**Instructions to follow:** Count how many lines below include the string "Bonjour", and give that number without anything else.

BEGIN Dataset extract

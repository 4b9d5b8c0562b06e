#![forbid(unsafe_code)]
//! Runtime engine and toolchain helpers for per-component translations.
//!
//! Messages live next to the code that uses them, grouped by locale. A
//! message is either a static string or a set of pluralized variants keyed by
//! numeric range expressions such as `"0,1"`, `"2,"` or `"!0,!10"`.
//!
//! # Quick Start
//!
//! ```rust
//! use vlang::{LocaleSuggestions, MessageTable, TranslateOptions, Vlang, traits::Document};
//!
//! let table = MessageTable::parse_document(r#"
//! en:
//!   messages:
//!     HELLO: Hello
//!     APPLES: { "0": "No apples", "1": "One apple", "2,": "{} apples" }
//! fr:
//!   messages:
//!     HELLO: Bonjour
//! "#)?;
//!
//! let suggestions = LocaleSuggestions::new().with_server_suggested(Some("fr".into()));
//! let vlang = Vlang::new(["en", "fr"], suggestions, TranslateOptions::default())?;
//! let t = vlang.bind(&table);
//!
//! assert_eq!(t.t("HELLO", None), "Bonjour");
//! assert_eq!(t.t_n("APPLES", 5), "!!! MISSING KEY \"APPLES\" !!!");
//! assert_eq!(vlang.translate_best_match(Some("en-GB"), "APPLES", Some(5.into()), &table), "5 apples");
//! # Ok::<(), vlang::Error>(())
//! ```
//!
//! # Modules
//!
//! - [`range`], [`plural`], [`locale`], [`translator`]: the runtime engine.
//! - [`session`], [`runtime`]: per-session locale state and the [`Vlang`] facade.
//! - [`extract`], [`dict`], [`filters`], [`validate`]: pure helpers used by
//!   the extraction and import toolchain.
//! - [`config`]: the `vlang.yml` project configuration.

pub mod config;
pub mod diagnostic;
pub mod dict;
pub mod error;
pub mod extract;
pub mod filters;
pub mod locale;
pub mod options;
pub mod plural;
pub mod range;
pub mod runtime;
pub mod session;
pub mod traits;
pub mod translator;
pub mod types;
pub mod validate;

// Re-export most used types for easy consumption
pub use crate::{
    config::Config,
    diagnostic::Diagnostic,
    dict::{Cell, DictEntry, Dictionary, GlobalKey, load_component, load_external},
    error::Error,
    extract::{FileKind, extract, extract_path},
    filters::Filter,
    locale::{
        LocaleSuggestions, UnknownLocalePolicy, best_locale_match, compare_locales,
        resolve_active_locale, sanitize_locale,
    },
    options::TranslateOptions,
    plural::{Substitution, pluralize},
    range::{RangeExpr, is_in_range},
    runtime::{Bound, Vlang},
    session::LocaleSession,
    translator::Translator,
    types::{Count, LocaleMessages, MessageEntry, MessageTable, PluralForms, RangeMap},
    validate::{TableIssue, validate_table},
};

END Dataset extract

**Solution:** 2